Transcribe the stretch of entries below from the line with "the block size." through the line with "if id < u32::from(self.design.block_count())", exactly and with both ends included; leave out all other lines.

Saved entries
--------------------------------
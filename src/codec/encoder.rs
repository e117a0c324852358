//! Encoder session.
//!
//! Initialization splits the message into K zero-padded blocks, asks a
//! [`ParameterPolicy`] for `(M, seed)`, builds the [`SolvePlan`] and solves for
//! the K + M intermediate blocks. After that the session is read-only:
//! [`Encoder::generate`] is a pure function of the id, and ids past K + M work
//! as a rateless source.

use super::block::{xor_into, BlockStore};
use super::generator::{Design, MAX_BLOCK_COUNT};
use super::params::{CodeParams, ParameterPolicy, SimulatedParams};
use super::solver::{SolvePlan, SolveStats};
use super::wire::{Block, MAX_WIRE_ID, WIRE_ID_BYTES};
use super::CodecError;
use crate::config::CodecConfig;
use crate::tracing_compat::info;

/// The intermediate slots combined by one output id.
#[derive(Debug, Clone, PartialEq, Eq)]
pub struct RowEquation {
    /// Output id.
    pub id: u32,
    /// Peeling columns, slots `0..K`.
    pub peel: Vec<u16>,
    /// Dense columns, slots `K..K+M` after offsetting by K.
    pub mix: Vec<u16>,
    block_count: u16,
}

impl RowEquation {
    /// All intermediate slots, peeling first, dense columns offset by K.
    pub fn slots(&self) -> impl Iterator<Item = usize> + '_ {
        let k = usize::from(self.block_count);
        self.peel
            .iter()
            .map(|&c| usize::from(c))
            .chain(self.mix.iter().map(move |&c| k + usize::from(c)))
    }
}

/// A precomputed encoding session for one message.
#[derive(Debug, Clone)]
pub struct Encoder {
    design: Design,
    params: CodeParams,
    message: BlockStore,
    message_len: usize,
    intermediate: BlockStore,
    stats: SolveStats,
    next_id: u32,
}

impl Encoder {
    /// Creates a session using the process-wide simulated parameter policy.
    pub fn new(message: &[u8], block_size: usize) -> Result<Self, CodecError> {
        Self::with_policy(message, block_size, SimulatedParams::global())
    }

    /// Creates a session with explicit `(M, seed)`.
    pub fn with_params(
        message: &[u8],
        block_size: usize,
        params: CodeParams,
    ) -> Result<Self, CodecError> {
        let block_count = block_count_for(message.len(), block_size)?;
        Self::build(message, block_size, block_count, params)
    }

    /// Creates a session, letting `policy` choose `(M, seed)`.
    pub fn with_policy<P: ParameterPolicy + ?Sized>(
        message: &[u8],
        block_size: usize,
        policy: &P,
    ) -> Result<Self, CodecError> {
        let block_count = block_count_for(message.len(), block_size)?;
        let params = policy.select(block_count)?;
        Self::build(message, block_size, block_count, params)
    }

    /// Creates a session from a validated configuration.
    pub fn from_config(message: &[u8], config: &CodecConfig) -> crate::Result<Self> {
        config.validate()?;
        let policy = config.parameter_policy();
        Ok(Self::with_policy(message, config.block_size, policy.as_ref())?)
    }

    fn build(
        message: &[u8],
        block_size: usize,
        block_count: u16,
        params: CodeParams,
    ) -> Result<Self, CodecError> {
        let design = Design::new(block_count, params.check_blocks, params.seed)?;
        let plan = SolvePlan::build(&design)?;
        let blocks = BlockStore::from_padded(message, block_size)?;
        let (intermediate, stats) = plan.solve(&blocks)?;

        info!(
            block_count,
            check_blocks = params.check_blocks,
            seed = params.seed,
            block_size,
            deferred = stats.deferred,
            ge_size = stats.ge_size,
            "encoder initialized"
        );

        Ok(Self {
            design,
            params,
            message: blocks,
            message_len: message.len(),
            intermediate,
            stats,
            next_id: 0,
        })
    }

    /// K: message block count.
    #[must_use]
    pub const fn block_count(&self) -> u16 {
        self.design.block_count()
    }

    /// M: dense check block count.
    #[must_use]
    pub const fn check_block_count(&self) -> u16 {
        self.design.check_blocks()
    }

    /// Bytes per block.
    #[must_use]
    pub const fn block_size(&self) -> usize {
        self.message.block_size()
    }

    /// Unpadded message length.
    #[must_use]
    pub const fn message_len(&self) -> usize {
        self.message_len
    }

    /// Parameters in use; a decoder must be built with the same pair.
    #[must_use]
    pub const fn params(&self) -> CodeParams {
        self.params
    }

    /// Generator seed.
    #[must_use]
    pub const fn seed(&self) -> u32 {
        self.params.seed
    }

    /// Solve statistics.
    #[must_use]
    pub const fn stats(&self) -> &SolveStats {
        &self.stats
    }

    /// The matrix design behind this session.
    #[must_use]
    pub const fn design(&self) -> &Design {
        &self.design
    }

    /// Intermediate block `slot` (`0..K+M`).
    #[must_use]
    pub fn intermediate_block(&self, slot: usize) -> Option<&[u8]> {
        (slot < self.intermediate.count()).then(|| self.intermediate.block(slot))
    }

    /// Slots whose XOR equals output `id`.
    #[must_use]
    pub fn row_equation(&self, id: u32) -> RowEquation {
        let row = self.design.row(id);
        RowEquation {
            id,
            peel: row.peel_columns().collect(),
            mix: row.mix_columns().collect(),
            block_count: self.design.block_count(),
        }
    }

    /// Output block `id`.
    #[must_use]
    pub fn generate(&self, id: u32) -> Vec<u8> {
        let mut out = vec![0u8; self.block_size()];
        self.generate_into(id, &mut out);
        out
    }

    /// Writes output block `id` into the first `block_size` bytes of `out`.
    ///
    /// # Panics
    ///
    /// Panics if `out` is shorter than the block size.
    pub fn generate_into(&self, id: u32, out: &mut [u8]) {
        let bs = self.block_size();
        assert!(out.len() >= bs, "output buffer smaller than block size");
        let out = &mut out[..bs];

        if id < u32::from(self.design.block_count()) {
            out.copy_from_slice(self.message.block(id as usize));
            return;
        }

        let k = usize::from(self.design.block_count());
        let row = self.design.row(id);
        let mut slots = row
            .peel_columns()
            .map(usize::from)
            .chain(row.mix_columns().map(|c| k + usize::from(c)));
        // Peel weight is at least one, so there is always a first slot.
        if let Some(first) = slots.next() {
            out.copy_from_slice(self.intermediate.block(first));
        }
        for slot in slots {
            xor_into(out, self.intermediate.block(slot));
        }
    }

    /// Id the next [`Encoder::next_block`] call will emit.
    #[must_use]
    pub const fn next_block_id(&self) -> u32 {
        self.next_id
    }

    /// Emits the block at the cursor and advances it.
    pub fn next_block(&mut self) -> Block {
        let id = self.next_id;
        self.next_id = self.next_id.wrapping_add(1);
        Block::new(id, self.generate(id))
    }

    /// Writes the wire frame of the block at the cursor, advancing it on success.
    pub fn write_next(&mut self, out: &mut [u8]) -> Result<usize, CodecError> {
        let id = self.next_id;
        if id > MAX_WIRE_ID {
            return Err(CodecError::BlockIdOutOfRange { id });
        }
        let len = WIRE_ID_BYTES + self.block_size();
        if out.len() < len {
            return Err(CodecError::malformed(format!(
                "output buffer holds {} bytes, frame needs {len}",
                out.len()
            )));
        }
        out[..WIRE_ID_BYTES].copy_from_slice(&id.to_le_bytes()[..WIRE_ID_BYTES]);
        self.generate_into(id, &mut out[WIRE_ID_BYTES..len]);
        self.next_id += 1;
        Ok(len)
    }
}

/// Creates an encoder session with the default parameter policy.
pub fn initialize_encoder(message: &[u8], block_size: usize) -> Result<Encoder, CodecError> {
    Encoder::new(message, block_size)
}

/// K for a message of `message_len` bytes.
pub(crate) fn block_count_for(message_len: usize, block_size: usize) -> Result<u16, CodecError> {
    if block_size == 0 {
        return Err(CodecError::invalid_params("block size must be non-zero"));
    }
    if message_len == 0 {
        return Err(CodecError::invalid_params("message is empty"));
    }
    let count = message_len.div_ceil(block_size);
    match u16::try_from(count) {
        Ok(k) if k <= MAX_BLOCK_COUNT => Ok(k),
        _ => Err(CodecError::invalid_params(format!(
            "{count} blocks exceeds the limit of {MAX_BLOCK_COUNT}"
        ))),
    }
}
--------------------------------
[EXERCISE OUTPUT]:
    /// Panics if `out` is shorter than the block size.
    pub fn generate_into(&self, id: u32, out: &mut [u8]) {
        let bs = self.block_size();
        assert!(out.len() >= bs, "output buffer smaller than block size");
        let out = &mut out[..bs];

        if id < u32::from(self.design.block_count()) {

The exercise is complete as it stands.